> **AVAILABLE RECORDS**

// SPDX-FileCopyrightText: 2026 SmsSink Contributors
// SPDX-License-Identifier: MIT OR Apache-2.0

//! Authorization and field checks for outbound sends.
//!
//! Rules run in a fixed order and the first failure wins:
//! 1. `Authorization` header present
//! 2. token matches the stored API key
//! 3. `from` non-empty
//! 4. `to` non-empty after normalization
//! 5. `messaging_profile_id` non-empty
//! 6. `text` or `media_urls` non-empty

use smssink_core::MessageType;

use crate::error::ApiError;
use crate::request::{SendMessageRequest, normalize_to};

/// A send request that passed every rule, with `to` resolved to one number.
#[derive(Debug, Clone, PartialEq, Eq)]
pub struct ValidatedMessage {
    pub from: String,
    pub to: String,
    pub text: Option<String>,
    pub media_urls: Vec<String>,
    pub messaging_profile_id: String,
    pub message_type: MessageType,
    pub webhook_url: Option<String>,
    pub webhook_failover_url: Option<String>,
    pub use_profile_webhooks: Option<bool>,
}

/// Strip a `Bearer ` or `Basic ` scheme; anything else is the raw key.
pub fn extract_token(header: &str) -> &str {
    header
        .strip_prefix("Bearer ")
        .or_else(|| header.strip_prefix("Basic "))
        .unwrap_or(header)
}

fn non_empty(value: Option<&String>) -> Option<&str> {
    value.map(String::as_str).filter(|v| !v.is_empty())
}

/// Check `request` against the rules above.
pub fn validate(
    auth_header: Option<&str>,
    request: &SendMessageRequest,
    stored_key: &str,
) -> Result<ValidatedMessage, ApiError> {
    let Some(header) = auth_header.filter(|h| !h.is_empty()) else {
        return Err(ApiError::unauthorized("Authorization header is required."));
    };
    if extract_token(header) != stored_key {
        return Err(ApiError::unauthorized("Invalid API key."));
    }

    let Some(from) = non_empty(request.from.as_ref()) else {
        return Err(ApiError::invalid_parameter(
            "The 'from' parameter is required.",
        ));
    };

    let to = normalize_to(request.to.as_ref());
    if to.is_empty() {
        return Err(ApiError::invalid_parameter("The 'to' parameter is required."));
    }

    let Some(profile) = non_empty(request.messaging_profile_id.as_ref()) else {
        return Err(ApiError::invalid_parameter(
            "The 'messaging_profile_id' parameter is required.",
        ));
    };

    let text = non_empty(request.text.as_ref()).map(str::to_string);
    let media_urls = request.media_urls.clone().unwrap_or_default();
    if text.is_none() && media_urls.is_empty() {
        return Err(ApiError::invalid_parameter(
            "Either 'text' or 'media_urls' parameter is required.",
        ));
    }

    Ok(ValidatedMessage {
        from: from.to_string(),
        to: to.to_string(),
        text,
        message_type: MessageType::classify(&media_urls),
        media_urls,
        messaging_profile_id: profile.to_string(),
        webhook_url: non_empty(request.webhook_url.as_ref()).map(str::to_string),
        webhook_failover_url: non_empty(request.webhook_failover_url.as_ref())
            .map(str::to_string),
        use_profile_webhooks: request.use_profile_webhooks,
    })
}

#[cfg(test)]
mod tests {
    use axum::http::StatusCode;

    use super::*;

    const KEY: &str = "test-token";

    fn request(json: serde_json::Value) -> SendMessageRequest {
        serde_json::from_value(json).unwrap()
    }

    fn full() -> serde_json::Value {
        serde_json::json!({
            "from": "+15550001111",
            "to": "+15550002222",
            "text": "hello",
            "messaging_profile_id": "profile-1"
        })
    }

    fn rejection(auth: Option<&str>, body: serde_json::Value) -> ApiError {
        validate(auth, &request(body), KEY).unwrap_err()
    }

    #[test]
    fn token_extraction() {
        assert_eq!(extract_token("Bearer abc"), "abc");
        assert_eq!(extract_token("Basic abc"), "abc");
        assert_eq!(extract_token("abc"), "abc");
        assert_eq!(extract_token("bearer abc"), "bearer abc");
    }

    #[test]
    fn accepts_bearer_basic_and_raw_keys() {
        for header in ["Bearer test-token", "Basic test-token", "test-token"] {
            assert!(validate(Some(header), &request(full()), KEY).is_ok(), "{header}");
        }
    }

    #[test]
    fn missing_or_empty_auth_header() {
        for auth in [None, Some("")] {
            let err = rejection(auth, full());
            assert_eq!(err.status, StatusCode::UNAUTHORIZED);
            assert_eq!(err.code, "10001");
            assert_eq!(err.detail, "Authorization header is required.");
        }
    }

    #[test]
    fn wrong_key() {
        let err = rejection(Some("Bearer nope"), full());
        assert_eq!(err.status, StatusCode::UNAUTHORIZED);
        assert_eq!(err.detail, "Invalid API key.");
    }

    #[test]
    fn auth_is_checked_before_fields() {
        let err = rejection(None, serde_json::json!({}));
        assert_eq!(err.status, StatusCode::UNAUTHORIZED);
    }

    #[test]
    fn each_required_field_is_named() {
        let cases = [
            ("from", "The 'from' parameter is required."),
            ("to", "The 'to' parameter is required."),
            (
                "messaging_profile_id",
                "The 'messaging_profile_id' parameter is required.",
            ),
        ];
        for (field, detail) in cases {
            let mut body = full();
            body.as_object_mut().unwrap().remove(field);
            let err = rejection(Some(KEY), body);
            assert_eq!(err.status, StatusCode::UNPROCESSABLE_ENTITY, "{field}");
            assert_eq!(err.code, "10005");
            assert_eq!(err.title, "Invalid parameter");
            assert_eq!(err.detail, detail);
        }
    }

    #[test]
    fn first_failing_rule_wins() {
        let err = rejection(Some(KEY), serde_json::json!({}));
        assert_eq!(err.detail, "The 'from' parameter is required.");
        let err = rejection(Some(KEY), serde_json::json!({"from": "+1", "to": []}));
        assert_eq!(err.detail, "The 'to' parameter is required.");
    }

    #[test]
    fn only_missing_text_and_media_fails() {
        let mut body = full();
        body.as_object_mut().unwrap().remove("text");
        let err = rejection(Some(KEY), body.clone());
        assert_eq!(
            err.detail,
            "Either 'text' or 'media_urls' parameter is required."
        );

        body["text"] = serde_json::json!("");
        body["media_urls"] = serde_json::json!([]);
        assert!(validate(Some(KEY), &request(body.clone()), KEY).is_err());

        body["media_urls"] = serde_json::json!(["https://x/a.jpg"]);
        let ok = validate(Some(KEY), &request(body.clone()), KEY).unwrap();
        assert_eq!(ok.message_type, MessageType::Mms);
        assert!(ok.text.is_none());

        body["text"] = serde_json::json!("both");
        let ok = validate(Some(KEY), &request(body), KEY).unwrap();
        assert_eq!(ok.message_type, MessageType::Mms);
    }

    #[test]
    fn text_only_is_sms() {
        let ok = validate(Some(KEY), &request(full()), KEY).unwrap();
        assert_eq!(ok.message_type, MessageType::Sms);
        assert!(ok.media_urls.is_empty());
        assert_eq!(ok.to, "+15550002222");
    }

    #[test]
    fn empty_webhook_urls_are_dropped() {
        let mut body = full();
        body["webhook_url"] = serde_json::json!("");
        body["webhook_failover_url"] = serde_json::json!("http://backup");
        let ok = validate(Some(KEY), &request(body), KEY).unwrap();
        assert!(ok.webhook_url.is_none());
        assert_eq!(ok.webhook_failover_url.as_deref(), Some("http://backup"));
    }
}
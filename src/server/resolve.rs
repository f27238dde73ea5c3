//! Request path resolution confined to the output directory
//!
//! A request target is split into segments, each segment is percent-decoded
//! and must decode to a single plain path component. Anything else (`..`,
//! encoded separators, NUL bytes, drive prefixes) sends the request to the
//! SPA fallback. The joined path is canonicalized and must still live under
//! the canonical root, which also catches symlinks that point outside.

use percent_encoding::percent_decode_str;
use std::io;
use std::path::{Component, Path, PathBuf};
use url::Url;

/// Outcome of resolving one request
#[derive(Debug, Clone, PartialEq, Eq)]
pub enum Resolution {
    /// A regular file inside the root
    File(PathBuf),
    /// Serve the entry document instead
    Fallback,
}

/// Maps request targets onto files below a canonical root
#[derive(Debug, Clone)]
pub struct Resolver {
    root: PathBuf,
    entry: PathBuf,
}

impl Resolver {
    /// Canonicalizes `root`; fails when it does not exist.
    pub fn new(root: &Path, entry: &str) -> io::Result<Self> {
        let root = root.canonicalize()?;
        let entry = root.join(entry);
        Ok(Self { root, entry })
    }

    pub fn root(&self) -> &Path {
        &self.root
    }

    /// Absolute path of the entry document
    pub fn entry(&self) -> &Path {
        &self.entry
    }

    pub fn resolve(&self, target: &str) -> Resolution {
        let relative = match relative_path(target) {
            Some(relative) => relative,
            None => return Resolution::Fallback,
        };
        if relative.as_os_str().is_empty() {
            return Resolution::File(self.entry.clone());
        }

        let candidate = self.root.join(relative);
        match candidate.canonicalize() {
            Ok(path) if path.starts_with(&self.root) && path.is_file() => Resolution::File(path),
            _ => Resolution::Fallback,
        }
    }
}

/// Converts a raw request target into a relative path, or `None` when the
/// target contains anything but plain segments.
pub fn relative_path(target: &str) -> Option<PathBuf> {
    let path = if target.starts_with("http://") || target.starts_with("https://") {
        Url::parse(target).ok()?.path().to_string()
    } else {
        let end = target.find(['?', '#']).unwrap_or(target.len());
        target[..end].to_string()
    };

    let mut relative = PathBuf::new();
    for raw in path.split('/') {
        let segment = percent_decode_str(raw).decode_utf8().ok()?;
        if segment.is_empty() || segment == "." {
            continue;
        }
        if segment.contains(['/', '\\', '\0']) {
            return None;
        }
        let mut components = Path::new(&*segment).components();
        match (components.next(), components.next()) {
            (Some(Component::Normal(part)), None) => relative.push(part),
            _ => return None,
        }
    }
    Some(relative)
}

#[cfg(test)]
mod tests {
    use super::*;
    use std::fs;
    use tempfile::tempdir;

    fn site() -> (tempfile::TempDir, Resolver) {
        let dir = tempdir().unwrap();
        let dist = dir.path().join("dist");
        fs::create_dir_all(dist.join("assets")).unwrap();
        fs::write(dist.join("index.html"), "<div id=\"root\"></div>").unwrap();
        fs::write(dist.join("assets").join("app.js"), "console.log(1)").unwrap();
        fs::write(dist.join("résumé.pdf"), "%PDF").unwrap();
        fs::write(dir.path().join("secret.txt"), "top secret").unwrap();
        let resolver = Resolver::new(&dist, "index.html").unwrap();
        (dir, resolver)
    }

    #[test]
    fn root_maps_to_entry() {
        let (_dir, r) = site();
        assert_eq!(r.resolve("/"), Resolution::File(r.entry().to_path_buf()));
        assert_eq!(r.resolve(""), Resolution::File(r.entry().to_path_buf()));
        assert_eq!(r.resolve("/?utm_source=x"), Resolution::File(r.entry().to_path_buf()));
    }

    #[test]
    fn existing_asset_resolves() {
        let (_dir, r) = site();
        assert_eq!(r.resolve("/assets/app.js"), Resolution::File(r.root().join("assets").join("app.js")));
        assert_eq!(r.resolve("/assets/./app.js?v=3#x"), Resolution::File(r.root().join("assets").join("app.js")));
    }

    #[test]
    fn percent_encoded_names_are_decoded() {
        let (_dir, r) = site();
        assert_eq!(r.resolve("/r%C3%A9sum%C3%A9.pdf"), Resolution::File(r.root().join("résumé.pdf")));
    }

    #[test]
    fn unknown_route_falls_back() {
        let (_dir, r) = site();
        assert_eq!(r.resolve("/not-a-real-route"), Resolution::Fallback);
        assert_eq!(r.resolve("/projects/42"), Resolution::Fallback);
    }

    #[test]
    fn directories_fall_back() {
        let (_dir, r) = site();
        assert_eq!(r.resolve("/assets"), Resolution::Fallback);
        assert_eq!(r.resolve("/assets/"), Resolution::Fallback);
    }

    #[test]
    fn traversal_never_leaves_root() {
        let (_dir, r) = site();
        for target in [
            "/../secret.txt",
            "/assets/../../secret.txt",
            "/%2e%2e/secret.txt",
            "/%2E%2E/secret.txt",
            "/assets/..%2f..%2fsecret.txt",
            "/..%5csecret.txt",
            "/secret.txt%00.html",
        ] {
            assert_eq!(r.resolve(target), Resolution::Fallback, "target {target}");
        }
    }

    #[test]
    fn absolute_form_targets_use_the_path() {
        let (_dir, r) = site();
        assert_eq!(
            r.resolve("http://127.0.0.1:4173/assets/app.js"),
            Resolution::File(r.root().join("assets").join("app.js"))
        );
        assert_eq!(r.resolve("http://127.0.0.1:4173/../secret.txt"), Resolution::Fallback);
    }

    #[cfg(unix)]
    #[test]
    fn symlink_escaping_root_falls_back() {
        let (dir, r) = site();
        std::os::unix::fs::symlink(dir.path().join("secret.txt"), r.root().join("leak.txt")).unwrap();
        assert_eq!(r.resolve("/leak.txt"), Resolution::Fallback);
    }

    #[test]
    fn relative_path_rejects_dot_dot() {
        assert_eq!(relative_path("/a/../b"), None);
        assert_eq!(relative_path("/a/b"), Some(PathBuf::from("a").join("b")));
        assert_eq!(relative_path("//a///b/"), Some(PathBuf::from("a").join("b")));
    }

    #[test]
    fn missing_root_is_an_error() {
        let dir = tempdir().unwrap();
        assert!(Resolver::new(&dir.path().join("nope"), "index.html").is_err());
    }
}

> **WORK TASK**
Your answer should be a single number, namely how many lines of the data above hold "crate".

> **EXERCISE SOLUTION**
2